In January, Kyrgios became the first teenager since Federer to reach two major quarterfinals.

Kokkinakis, a year younger and a two-times Grand Slam junior finalist, has made a head-turning transition to the senior rankings, surging to a career-high 83rd on the eve of his Roland Garros debut after winning his maiden claycourt Challenger event in Bordeaux.

Spurred on by the two Special Ks, Tomic has regained a Grand Slam seeding for the first time in four years, while 21-year-old Gavrilova’s spectacular wins over French Open champions Maria Sharapova and Ana Ivanovic this year have placed the world’s best women’s players on notice that a new star is rising.

After helping pilot Australia into the Davis Cup quarterfinals and taking down 2014 French Open semifinalist Ernests Gulbis at the Australian Open, Kokkinakis is confident of causing more damage in Paris to do his country proud.

“Tennis Australia have obviously shown great confidence in us younger boys, obviously giving me the gig to play Davis Cup,” the 19-year-old said.

“So they definitely believe in us, there’s no doubt there, and hopefully we can continue to play some good tennis and represent Australia.”

Kokkinakis has already won over dual major winner Andy Murray, with the two forging a friendship and regularly hitting together, including on Roland Garros’ Court Philippe Chatrier this week.

“I like him as a person first,” Murray said. “He just seems like he enjoys the game.

“So for me to train with him is good because he works hard and is good fun and he’s very good at tennis.

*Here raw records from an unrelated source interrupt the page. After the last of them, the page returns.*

//! The wall of lights
//!
//! One bulb per letter, strung in three rows. The letter being transmitted
//! lights up in its bulb's color.

use hawkins_app::{
    Session,
    view::{BulbColor, WALL_ROWS},
};
use hawkins_core::Timestamp;
use ratatui::{
    Frame,
    layout::{Alignment, Rect},
    style::{Color, Modifier, Style},
    text::{Line, Span},
    widgets::{Block, Borders, Paragraph},
};

const BULB: &str = "●";

/// Render the wall.
pub fn render<I: Timestamp>(frame: &mut Frame, session: &Session<I>, area: Rect) {
    let lit = session.current_letter();

    let mut lines = Vec::with_capacity(WALL_ROWS.len() * 2);
    for row in WALL_ROWS {
        let mut bulbs = Vec::new();
        let mut letters = Vec::new();
        for (i, letter) in row.chars().enumerate() {
            if i > 0 {
                bulbs.push(Span::raw(" "));
                letters.push(Span::raw(" "));
            }
            let color = BulbColor::of(letter).map_or(Color::White, tint);
            let (bulb, label) = if lit == Some(letter) {
                (
                    Style::default().fg(Color::White).add_modifier(Modifier::BOLD),
                    Style::default().fg(Color::Black).bg(color).add_modifier(Modifier::BOLD),
                )
            } else {
                (
                    Style::default().fg(color).add_modifier(Modifier::DIM),
                    Style::default().fg(Color::Gray),
                )
            };
            bulbs.push(Span::styled(BULB, bulb));
            letters.push(Span::styled(letter.to_string(), label));
        }
        lines.push(Line::from(bulbs));
        lines.push(Line::from(letters));
    }

    let block = Block::default().borders(Borders::ALL).title(" CHANNEL: JOYCE'S LIVING ROOM ");
    let paragraph = Paragraph::new(lines).alignment(Alignment::Center).block(block);
    frame.render_widget(paragraph, area);
}

fn tint(color: BulbColor) -> Color {
    match color {
        BulbColor::Red => Color::Red,
        BulbColor::Orange => Color::LightRed,
        BulbColor::Yellow => Color::Yellow,
        BulbColor::Green => Color::Green,
        BulbColor::Blue => Color::Blue,
        BulbColor::Pink => Color::Magenta,
    }
}
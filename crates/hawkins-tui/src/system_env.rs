//! Production Environment implementation using system time.
//!
//! `SystemEnv` is the production implementation of the Environment trait:
//! `std::time::Instant` advances on its own and sleeping is a real tokio
//! timer. Timing is therefore subject to scheduler jitter, which the session
//! timers absorb by re-arming from the instant they fire.

use std::time::Duration;

use hawkins_core::Environment;

/// Production environment using the monotonic system clock.
#[derive(Debug, Clone, Copy, Default)]
pub struct SystemEnv;

impl SystemEnv {
    /// Create a new system environment.
    #[must_use]
    pub fn new() -> Self {
        Self
    }
}

impl Environment for SystemEnv {
    type Instant = std::time::Instant;

    fn now(&self) -> Self::Instant {
        std::time::Instant::now()
    }

    fn sleep(&self, duration: Duration) -> impl std::future::Future<Output = ()> + Send {
        tokio::time::sleep(duration)
    }
}

#[cfg(test)]
mod tests {
    use super::*;

    #[test]
    fn system_env_time_advances() {
        let env = SystemEnv::new();

        let t1 = env.now();
        std::thread::sleep(Duration::from_millis(10));
        let t2 = env.now();

        assert!(t2 > t1, "Time should advance");
    }

    #[tokio::test]
    async fn sleep_until_waits_for_deadline() {
        let env = SystemEnv::new();

        let start = env.now();
        env.sleep_until(start + Duration::from_millis(50)).await;

        assert!(env.now() - start >= Duration::from_millis(50));
    }

    #[tokio::test]
    async fn past_deadline_returns_immediately() {
        let env = SystemEnv::new();
        let start = env.now();
        std::thread::sleep(Duration::from_millis(5));

        env.sleep_until(start).await;
    }
}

“So it’s a tough practice for me. He has a big forehand. For a big guy, he moves well. Every time I practice with him, he’s better than the time before. He’s always improving.

“Yeah, I hope he does well because I like him and I’m sure he will have a good career.”

Just one Australian will play on the opening day of the tournament on Sunday – Olivia Rogowska takes on Slovak Magdalena Rybarikova.

> ORDER OF PLAY: check out the Roland Garros Day 1 schedule

Stosur and her four-strong support cast of Gavrilova, Casey Dellacqua, Ajla Tomljanovic and Jarmila Gajdosova are all in the same quarter of the women’s draw and will launch their campaigns on Monday.

Sam Groth and Marinko Matosevic also play Monday, while Kyrgios, Kokkinakis, Tomic and James Duckworth open their championship tilts on Tuesday.